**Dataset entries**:

== Segment start ==

// One entity workflow on a page: list + editor drawer + delete prompt,
// all wired through the entity's TopicSet.

use serde_json::{Map, Value};
use wasm_bindgen::prelude::*;
use web_sys::Element;

use crate::dom::ElementBuilder;
use crate::services::Endpoints;
use crate::state::AppState;
use crate::viewmodels::resource::Resource;
use crate::viewmodels::{ConfirmationController, DrawerController, ListViewModel};
use crate::views::confirmation::render_confirmation;
use crate::views::drawer::render_drawer;
use crate::views::page::Page;
use crate::views::table::{render_table, TableOptions};

pub struct EntitySection<R> {
    pub list: ListViewModel<R>,
    pub drawer: DrawerController<R>,
    pub confirm: ConfirmationController<R>,
    pub element: Element,
}

impl<R: Resource> EntitySection<R> {
    /// `prefix` namespaces the URL params when several sections share a page
    pub fn mount(
        state: &AppState,
        prefix: &str,
        endpoints: Endpoints,
        options: TableOptions<R>,
        defaults: Map<String, Value>,
    ) -> Result<Self, JsValue> {
        let topics = options.topics;

        let list = ListViewModel::<R>::new(prefix);
        list.bind_location();
        list.use_remote(state.api.clone(), endpoints.clone());
        list.attach(&state.bus, topics.reload);

        let drawer = DrawerController::with_defaults(&state.bus, topics, endpoints.clone(), defaults);
        let confirm = ConfirmationController::new(&state.bus, topics, endpoints);

        let element = ElementBuilder::new("div")?
            .class("entity-section")
            .child(render_table(&list, &state.bus, options)?)?
            .child(render_drawer(&drawer, &state.api)?)?
            .child(render_confirmation(&confirm, &state.api)?)?
            .build();

        list.fetch();
        Ok(Self {
            list,
            drawer,
            confirm,
            element,
        })
    }

    /// Tear the section down with `page`
    pub fn bind_to(&self, page: &mut Page) {
        let list = self.list.clone();
        let drawer = self.drawer.clone();
        let confirm = self.confirm.clone();
        page.on_dispose(move || {
            list.detach();
            drawer.detach();
            confirm.detach();
        });
    }
}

== Segment end ==

**WHAT TO PRODUCE**: Every line above should be retyped exactly as given.

**WRITTEN SOLUTION**:
// One entity workflow on a page: list + editor drawer + delete prompt,
// all wired through the entity's TopicSet.

use serde_json::{Map, Value};
use wasm_bindgen::prelude::*;
use web_sys::Element;

use crate::dom::ElementBuilder;
use crate::services::Endpoints;
use crate::state::AppState;
use crate::viewmodels::resource::Resource;
use crate::viewmodels::{ConfirmationController, DrawerController, ListViewModel};
use crate::views::confirmation::render_confirmation;
use crate::views::drawer::render_drawer;
use crate::views::page::Page;
use crate::views::table::{render_table, TableOptions};

pub struct EntitySection<R> {
    pub list: ListViewModel<R>,
    pub drawer: DrawerController<R>,
    pub confirm: ConfirmationController<R>,
    pub element: Element,
}

impl<R: Resource> EntitySection<R> {
    /// `prefix` namespaces the URL params when several sections share a page
    pub fn mount(
        state: &AppState,
        prefix: &str,
        endpoints: Endpoints,
        options: TableOptions<R>,
        defaults: Map<String, Value>,
    ) -> Result<Self, JsValue> {
        let topics = options.topics;

        let list = ListViewModel::<R>::new(prefix);
        list.bind_location();
        list.use_remote(state.api.clone(), endpoints.clone());
        list.attach(&state.bus, topics.reload);

        let drawer = DrawerController::with_defaults(&state.bus, topics, endpoints.clone(), defaults);
        let confirm = ConfirmationController::new(&state.bus, topics, endpoints);

        let element = ElementBuilder::new("div")?
            .class("entity-section")
            .child(render_table(&list, &state.bus, options)?)?
            .child(render_drawer(&drawer, &state.api)?)?
            .child(render_confirmation(&confirm, &state.api)?)?
            .build();

        list.fetch();
        Ok(Self {
            list,
            drawer,
            confirm,
            element,
        })
    }

    /// Tear the section down with `page`
    pub fn bind_to(&self, page: &mut Page) {
        let list = self.list.clone();
        let drawer = self.drawer.clone();
        let confirm = self.confirm.clone();
        page.on_dispose(move || {
            list.detach();
            drawer.detach();
            confirm.detach();
        });
    }
}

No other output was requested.